Segment Open

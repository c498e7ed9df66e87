//! External task executor seam.
//!
//! The executor receives a playbook name plus the invocation's
//! [`ConnectionContext`] and applies OS-level configuration. What the
//! playbook does is opaque to the orchestrator.

use std::ffi::OsString;

use serde_json::{Map, Value};
use thiserror::Error;

use crate::context::ConnectionContext;
use crate::host::HostInfo;
use crate::process::{CommandRunner, ProcessCommandRunner, SpawnError};

/// Creates the instance.
pub const CREATE_INSTANCE: &str = "create-instance.yml";
/// Pre-provisioning checks and OS preparation.
pub const PREPROVISION: &str = "preprovision.yml";
/// Moves sshd to the custom port.
pub const USE_CUSTOM_SSH_PORT: &str = "use_custom_ssh_port.yml";
/// Primary provisioning playbook.
pub const SERVER_PROVISION: &str = "server-provision.yml";
/// Installs third-party packages.
pub const INSTALL_THIRD_PARTY: &str = "install-third-party.yml";
/// Edits `authorized_keys` on the node.
pub const EDIT_AUTHORIZED_KEYS: &str = "edit_authorized_keys.yml";
/// Tears the instance down.
pub const DESTROY_INSTANCE: &str = "destroy-instance.yml";
/// Applies cgroup limits sized to the instance type.
pub const SETUP_CGROUP: &str = "setup-cgroup.yml";
/// Grows file systems after a disk resize.
pub const EXPAND_FILE_SYSTEM: &str = "expand-file-system.yml";

/// Configuration playbook for a server type.
#[must_use]
pub fn configure_playbook(server_type: &str) -> String {
    format!("configure-{server_type}.yml")
}

/// Control playbook for a database process.
#[must_use]
pub fn control_playbook(process: &str) -> String {
    format!("control-{process}.yml")
}

/// Variables reported back by a playbook run.
pub type TaskOutput = Map<String, Value>;

/// Applies playbooks to nodes.
pub trait TaskExecutor {
    /// Executor specific error type.
    type Error: std::error::Error + Send + Sync + 'static;

    /// Runs `playbook` with `vars`, targeting `host` or the local machine.
    ///
    /// # Errors
    ///
    /// Returns the executor's error when the run fails.
    fn run(
        &self,
        playbook: &str,
        vars: &ConnectionContext,
        host: Option<&HostInfo>,
    ) -> Result<TaskOutput, Self::Error>;
}

/// Errors raised by [`AnsibleExecutor`].
#[derive(Clone, Debug, Error, Eq, PartialEq)]
pub enum AnsibleError {
    /// Raised when `ansible-playbook` returns a non-zero exit status.
    #[error("{program} {playbook} exited with status {status_text}: {stderr}")]
    CommandFailure {
        /// Executor binary.
        program: String,
        /// Playbook being applied.
        playbook: String,
        /// Human readable representation of the exit status.
        status_text: String,
        /// Stderr captured from the run.
        stderr: String,
    },
    /// Raised when the executor cannot be started.
    #[error(transparent)]
    Spawn(#[from] SpawnError),
}

/// [`TaskExecutor`] that shells out to `ansible-playbook`.
#[derive(Clone, Debug)]
pub struct AnsibleExecutor<R: CommandRunner> {
    program: String,
    playbook_dir: String,
    runner: R,
}

impl AnsibleExecutor<ProcessCommandRunner> {
    /// Creates an executor wired to the real process runner.
    pub fn with_process_runner(
        program: impl Into<String>,
        playbook_dir: impl Into<String>,
    ) -> Self {
        Self::new(program, playbook_dir, ProcessCommandRunner)
    }
}

impl<R: CommandRunner> AnsibleExecutor<R> {
    /// Creates an executor running playbooks from `playbook_dir`.
    pub fn new(program: impl Into<String>, playbook_dir: impl Into<String>, runner: R) -> Self {
        Self {
            program: program.into(),
            playbook_dir: playbook_dir.into(),
            runner,
        }
    }

    fn build_args(
        &self,
        playbook: &str,
        vars: &ConnectionContext,
        host: Option<&HostInfo>,
    ) -> Vec<OsString> {
        let inventory = vars
            .ssh_host()
            .map(str::to_owned)
            .or_else(|| host.map(|info| info.private_ip.clone()))
            .unwrap_or_else(|| String::from("localhost"));
        let mut args = vec![
            OsString::from(format!(
                "{}/{playbook}",
                self.playbook_dir.trim_end_matches('/')
            )),
            OsString::from("-i"),
            OsString::from(format!("{inventory},")),
        ];
        if let Some(tags) = vars.get_str("tags") {
            args.push(OsString::from("--tags"));
            args.push(OsString::from(tags));
        }
        if let Some(skip_tags) = vars.get_str("skip_tags") {
            args.push(OsString::from("--skip-tags"));
            args.push(OsString::from(skip_tags));
        }
        args.push(OsString::from("--extra-vars"));
        args.push(OsString::from(vars.to_json().to_string()));
        args
    }
}

impl<R: CommandRunner> TaskExecutor for AnsibleExecutor<R> {
    type Error = AnsibleError;

    fn run(
        &self,
        playbook: &str,
        vars: &ConnectionContext,
        host: Option<&HostInfo>,
    ) -> Result<TaskOutput, Self::Error> {
        let args = self.build_args(playbook, vars, host);
        tracing::info!(playbook, node = ?vars.get_str("instance_name"), "running playbook");
        let output = self.runner.run(&self.program, &args)?;
        if !output.is_success() {
            return Err(AnsibleError::CommandFailure {
                program: self.program.clone(),
                playbook: playbook.to_owned(),
                status_text: output.status_text(),
                stderr: output.stderr,
            });
        }
        // A JSON stdout callback yields an object; the default callback does not.
        match serde_json::from_str::<Value>(output.stdout.trim()) {
            Ok(Value::Object(map)) => Ok(map),
            _ => Ok(TaskOutput::new()),
        }
    }
}

#[cfg(test)]
mod tests {
    use super::*;
    use crate::test_support::{CommandInvocation, ScriptedRunner, sample_host};

    #[test]
    fn passes_context_as_extra_vars() {
        let runner = ScriptedRunner::new();
        runner.push_output(Some(0), "PLAY RECAP ok=3", "");
        let executor = AnsibleExecutor::new("ansible-playbook", "/opt/playbooks/", runner.clone());
        let mut vars = ConnectionContext::new();
        vars.set("ssh_host", "10.0.0.5");
        vars.set("tags", "download-software");

        let output = executor
            .run(SERVER_PROVISION, &vars, None)
            .unwrap_or_else(|err| panic!("run should succeed: {err}"));

        assert!(output.is_empty());
        let command = runner
            .invocations()
            .first()
            .map(CommandInvocation::command_string)
            .unwrap_or_default();
        assert_eq!(
            command,
            "ansible-playbook /opt/playbooks/server-provision.yml -i 10.0.0.5, \
             --tags download-software --extra-vars {\"ssh_host\":\"10.0.0.5\",\"tags\":\"download-software\"}"
        );
    }

    #[test]
    fn falls_back_to_host_address_for_inventory() {
        let runner = ScriptedRunner::new();
        runner.push_output(Some(0), "{\"instance_id\":\"i-0abc\"}", "");
        let executor = AnsibleExecutor::new("ansible-playbook", "/opt/playbooks", runner.clone());
        let host = sample_host("db-n1", true);

        let output = executor
            .run(CREATE_INSTANCE, &ConnectionContext::new(), Some(&host))
            .unwrap_or_else(|err| panic!("run should succeed: {err}"));

        assert_eq!(output.get("instance_id"), Some(&Value::from("i-0abc")));
        let command = runner
            .invocations()
            .first()
            .map(CommandInvocation::command_string)
            .unwrap_or_default();
        assert!(command.contains(&format!("-i {},", host.private_ip)), "command: {command}");
    }

    #[test]
    fn non_zero_exit_is_an_error() {
        let runner = ScriptedRunner::new();
        runner.push_output(Some(2), "", "unreachable");
        let executor = AnsibleExecutor::new("ansible-playbook", "/opt/playbooks", runner);

        let Err(err) = executor.run(DESTROY_INSTANCE, &ConnectionContext::new(), None) else {
            panic!("run should fail");
        };

        assert!(err.to_string().contains("destroy-instance.yml"), "error: {err}");
    }

    #[test]
    fn playbook_names_follow_role_and_process() {
        assert_eq!(configure_playbook("cluster-server"), "configure-cluster-server.yml");
        assert_eq!(control_playbook("tserver"), "control-tserver.yml");
    }
}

Segment Closed

Starting with the first line of the data above, copy each line exactly until you reach the line with "pub const EXPAND_FILE_SYSTEM: &str"; include that line as well.

repository c498e7ed9df66e87
//! External task executor seam.
//!
//! The executor receives a playbook name plus the invocation's
//! [`ConnectionContext`] and applies OS-level configuration. What the
//! playbook does is opaque to the orchestrator.

use std::ffi::OsString;

use serde_json::{Map, Value};
use thiserror::Error;

use crate::context::ConnectionContext;
use crate::host::HostInfo;
use crate::process::{CommandRunner, ProcessCommandRunner, SpawnError};

/// Creates the instance.
pub const CREATE_INSTANCE: &str = "create-instance.yml";
/// Pre-provisioning checks and OS preparation.
pub const PREPROVISION: &str = "preprovision.yml";
/// Moves sshd to the custom port.
pub const USE_CUSTOM_SSH_PORT: &str = "use_custom_ssh_port.yml";
/// Primary provisioning playbook.
pub const SERVER_PROVISION: &str = "server-provision.yml";
/// Installs third-party packages.
pub const INSTALL_THIRD_PARTY: &str = "install-third-party.yml";
/// Edits `authorized_keys` on the node.
pub const EDIT_AUTHORIZED_KEYS: &str = "edit_authorized_keys.yml";
/// Tears the instance down.
pub const DESTROY_INSTANCE: &str = "destroy-instance.yml";
/// Applies cgroup limits sized to the instance type.
pub const SETUP_CGROUP: &str = "setup-cgroup.yml";
/// Grows file systems after a disk resize.
pub const EXPAND_FILE_SYSTEM: &str = "expand-file-system.yml";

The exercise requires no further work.